Collection entries:
= Beginning of Section =

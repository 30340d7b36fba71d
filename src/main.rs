mod analysis;
mod api;
mod config;
mod db;
mod error;
mod escalation;
mod feed;
mod history;
mod notify;
mod pipeline;
mod providers;
mod rules;
mod scheduler;
mod state;
mod types;
mod watchlist;

use std::sync::Arc;
use std::time::Duration;

use tracing::{error, info, warn};
use tracing_subscriber::EnvFilter;

use crate::analysis::ChatCompletionEngine;
use crate::api::health::HealthState;
use crate::api::latency::FetchLatency;
use crate::api::routes::{router, ApiState};
use crate::config::Config;
use crate::error::{AppError, Result};
use crate::escalation::Escalator;
use crate::feed::MarketFeed;
use crate::history::MoodHistory;
use crate::notify::FeishuWebhook;
use crate::pipeline::{MonitorPipeline, PollCycle};
use crate::providers::{
    BaiduProvider, EastMoneyProvider, LeguProvider, ProviderBackend, TonghuashunProvider,
};
use crate::rules::engine::RuleThresholds;
use crate::scheduler::Scheduler;
use crate::state::SnapshotStore;
use crate::types::MetricKind;
use crate::watchlist::FileWatchlist;

#[tokio::main]
async fn main() {
    let cfg = match Config::from_env() {
        Ok(c) => c,
        Err(e) => {
            eprintln!("Config error: {e}");
            std::process::exit(1);
        }
    };

    tracing_subscriber::fmt()
        .with_env_filter(EnvFilter::new(&cfg.log_level))
        .init();

    if let Err(e) = run(cfg).await {
        error!("Fatal error: {e}");
        std::process::exit(1);
    }
}

async fn run(cfg: Config) -> Result<()> {
    // --- Database setup ---
    let pool = db::connect(&cfg.db_path).await?;
    info!("Database ready at {}", cfg.db_path);

    // --- Providers and per-metric chains ---
    let eastmoney: Arc<dyn ProviderBackend> =
        Arc::new(EastMoneyProvider::new().map_err(client_error)?);
    let tonghuashun: Arc<dyn ProviderBackend> =
        Arc::new(TonghuashunProvider::new().map_err(client_error)?);
    let legu: Arc<dyn ProviderBackend> = Arc::new(LeguProvider::new().map_err(client_error)?);
    let baidu: Arc<dyn ProviderBackend> = Arc::new(BaiduProvider::new().map_err(client_error)?);

    let latency = Arc::new(FetchLatency::new());
    let mut feed = MarketFeed::new(Arc::clone(&latency));
    feed.register(
        MetricKind::Sentiment,
        vec![Arc::clone(&eastmoney), Arc::clone(&tonghuashun)],
    );
    feed.register(
        MetricKind::Breadth,
        vec![Arc::clone(&legu), Arc::clone(&eastmoney)],
    );
    feed.register(MetricKind::Anomalies, vec![Arc::clone(&eastmoney)]);
    feed.register(
        MetricKind::SectorHeatmap,
        vec![Arc::clone(&tonghuashun), Arc::clone(&eastmoney)],
    );
    feed.register(MetricKind::LeaderStocks, vec![Arc::clone(&eastmoney)]);
    feed.register(MetricKind::MacroCalendar, vec![baidu]);
    let feed = Arc::new(feed);

    // --- Stores ---
    let snapshots = SnapshotStore::new();
    let signals = Arc::new(db::SignalStore::new(pool.clone()));
    let anomalies = Arc::new(db::AnomalyStore::new(pool));
    let health = Arc::new(HealthState::new());

    // --- Escalation: notification channels + analysis engine ---
    let mut escalator = Escalator::new(Arc::clone(&signals));
    match &cfg.feishu_webhook_url {
        Some(url) => escalator = escalator.with_channel(Arc::new(FeishuWebhook::new(url)?)),
        None => warn!("FEISHU_WEBHOOK_URL not set — escalated signals will not be notified"),
    }
    match &cfg.llm_api_key {
        Some(key) => {
            escalator = escalator.with_engine(Arc::new(ChatCompletionEngine::new(
                &cfg.llm_api_url,
                key,
                &cfg.llm_model,
            )?));
        }
        None => warn!("LLM_API_KEY not set — escalated signals will not carry deep analysis"),
    }
    info!(
        channels = escalator.channel_count(),
        "escalation pipeline configured"
    );

    // --- Monitor pipeline + scheduler ---
    let pipeline: Arc<dyn PollCycle> = Arc::new(MonitorPipeline::new(
        Arc::clone(&feed),
        Arc::clone(&snapshots),
        Arc::clone(&signals),
        anomalies,
        Arc::new(escalator),
        MoodHistory::new(&cfg.mood_history_path),
        RuleThresholds::from_config(&cfg),
        cfg.trend_band,
        Arc::clone(&health),
    ));
    let scheduler = Arc::new(Scheduler::new(
        pipeline,
        Arc::clone(&health),
        Duration::from_secs(cfg.monitor_interval_secs),
    ));
    if cfg.monitor_autostart {
        scheduler.start().await;
    } else {
        info!("MONITOR_AUTOSTART disabled — start the loop via POST /api/v1/agent/start");
    }

    // --- HTTP API server ---
    let api_state = ApiState {
        feed,
        snapshots,
        signals,
        scheduler,
        watchlist: Arc::new(FileWatchlist::new(&cfg.watchlist_path)),
        health,
        latency,
    };
    let app = router(api_state);
    let bind_addr = format!("0.0.0.0:{}", cfg.api_port);
    let listener = tokio::net::TcpListener::bind(&bind_addr).await?;
    info!("HTTP API listening on {bind_addr}");

    axum::serve(listener, app).await?;

    Ok(())
}

fn client_error(e: crate::error::ProviderError) -> AppError {
    AppError::Config(format!("failed to build feed client: {e}"))
}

= End of Section =

Problem description: All of the entries must be printed again exactly as given.

Written answer:
repository 30340d7b36fba71d
filename src/main.rs
mod analysis;
mod api;
mod config;
mod db;
mod error;
mod escalation;
mod feed;
mod history;
mod notify;
mod pipeline;
mod providers;
mod rules;
mod scheduler;
mod state;
mod types;
mod watchlist;

use std::sync::Arc;
use std::time::Duration;

use tracing::{error, info, warn};
use tracing_subscriber::EnvFilter;

use crate::analysis::ChatCompletionEngine;
use crate::api::health::HealthState;
use crate::api::latency::FetchLatency;
use crate::api::routes::{router, ApiState};
use crate::config::Config;
use crate::error::{AppError, Result};
use crate::escalation::Escalator;
use crate::feed::MarketFeed;
use crate::history::MoodHistory;
use crate::notify::FeishuWebhook;
use crate::pipeline::{MonitorPipeline, PollCycle};
use crate::providers::{
    BaiduProvider, EastMoneyProvider, LeguProvider, ProviderBackend, TonghuashunProvider,
};
use crate::rules::engine::RuleThresholds;
use crate::scheduler::Scheduler;
use crate::state::SnapshotStore;
use crate::types::MetricKind;
use crate::watchlist::FileWatchlist;

#[tokio::main]
async fn main() {
    let cfg = match Config::from_env() {
        Ok(c) => c,
        Err(e) => {
            eprintln!("Config error: {e}");
            std::process::exit(1);
        }
    };

    tracing_subscriber::fmt()
        .with_env_filter(EnvFilter::new(&cfg.log_level))
        .init();

    if let Err(e) = run(cfg).await {
        error!("Fatal error: {e}");
        std::process::exit(1);
    }
}

async fn run(cfg: Config) -> Result<()> {
    // --- Database setup ---
    let pool = db::connect(&cfg.db_path).await?;
    info!("Database ready at {}", cfg.db_path);

    // --- Providers and per-metric chains ---
    let eastmoney: Arc<dyn ProviderBackend> =
        Arc::new(EastMoneyProvider::new().map_err(client_error)?);
    let tonghuashun: Arc<dyn ProviderBackend> =
        Arc::new(TonghuashunProvider::new().map_err(client_error)?);
    let legu: Arc<dyn ProviderBackend> = Arc::new(LeguProvider::new().map_err(client_error)?);
    let baidu: Arc<dyn ProviderBackend> = Arc::new(BaiduProvider::new().map_err(client_error)?);

    let latency = Arc::new(FetchLatency::new());
    let mut feed = MarketFeed::new(Arc::clone(&latency));
    feed.register(
        MetricKind::Sentiment,
        vec![Arc::clone(&eastmoney), Arc::clone(&tonghuashun)],
    );
    feed.register(
        MetricKind::Breadth,
        vec![Arc::clone(&legu), Arc::clone(&eastmoney)],
    );
    feed.register(MetricKind::Anomalies, vec![Arc::clone(&eastmoney)]);
    feed.register(
        MetricKind::SectorHeatmap,
        vec![Arc::clone(&tonghuashun), Arc::clone(&eastmoney)],
    );
    feed.register(MetricKind::LeaderStocks, vec![Arc::clone(&eastmoney)]);
    feed.register(MetricKind::MacroCalendar, vec![baidu]);
    let feed = Arc::new(feed);

    // --- Stores ---
    let snapshots = SnapshotStore::new();
    let signals = Arc::new(db::SignalStore::new(pool.clone()));
    let anomalies = Arc::new(db::AnomalyStore::new(pool));
    let health = Arc::new(HealthState::new());

    // --- Escalation: notification channels + analysis engine ---
    let mut escalator = Escalator::new(Arc::clone(&signals));
    match &cfg.feishu_webhook_url {
        Some(url) => escalator = escalator.with_channel(Arc::new(FeishuWebhook::new(url)?)),
        None => warn!("FEISHU_WEBHOOK_URL not set — escalated signals will not be notified"),
    }
    match &cfg.llm_api_key {
        Some(key) => {
            escalator = escalator.with_engine(Arc::new(ChatCompletionEngine::new(
                &cfg.llm_api_url,
                key,
                &cfg.llm_model,
            )?));
        }
        None => warn!("LLM_API_KEY not set — escalated signals will not carry deep analysis"),
    }
    info!(
        channels = escalator.channel_count(),
        "escalation pipeline configured"
    );

    // --- Monitor pipeline + scheduler ---
    let pipeline: Arc<dyn PollCycle> = Arc::new(MonitorPipeline::new(
        Arc::clone(&feed),
        Arc::clone(&snapshots),
        Arc::clone(&signals),
        anomalies,
        Arc::new(escalator),
        MoodHistory::new(&cfg.mood_history_path),
        RuleThresholds::from_config(&cfg),
        cfg.trend_band,
        Arc::clone(&health),
    ));
    let scheduler = Arc::new(Scheduler::new(
        pipeline,
        Arc::clone(&health),
        Duration::from_secs(cfg.monitor_interval_secs),
    ));
    if cfg.monitor_autostart {
        scheduler.start().await;
    } else {
        info!("MONITOR_AUTOSTART disabled — start the loop via POST /api/v1/agent/start");
    }

    // --- HTTP API server ---
    let api_state = ApiState {
        feed,
        snapshots,
        signals,
        scheduler,
        watchlist: Arc::new(FileWatchlist::new(&cfg.watchlist_path)),
        health,
        latency,
    };
    let app = router(api_state);
    let bind_addr = format!("0.0.0.0:{}", cfg.api_port);
    let listener = tokio::net::TcpListener::bind(&bind_addr).await?;
    info!("HTTP API listening on {bind_addr}");

    axum::serve(listener, app).await?;

    Ok(())
}

fn client_error(e: crate::error::ProviderError) -> AppError {
    AppError::Config(format!("failed to build feed client: {e}"))
}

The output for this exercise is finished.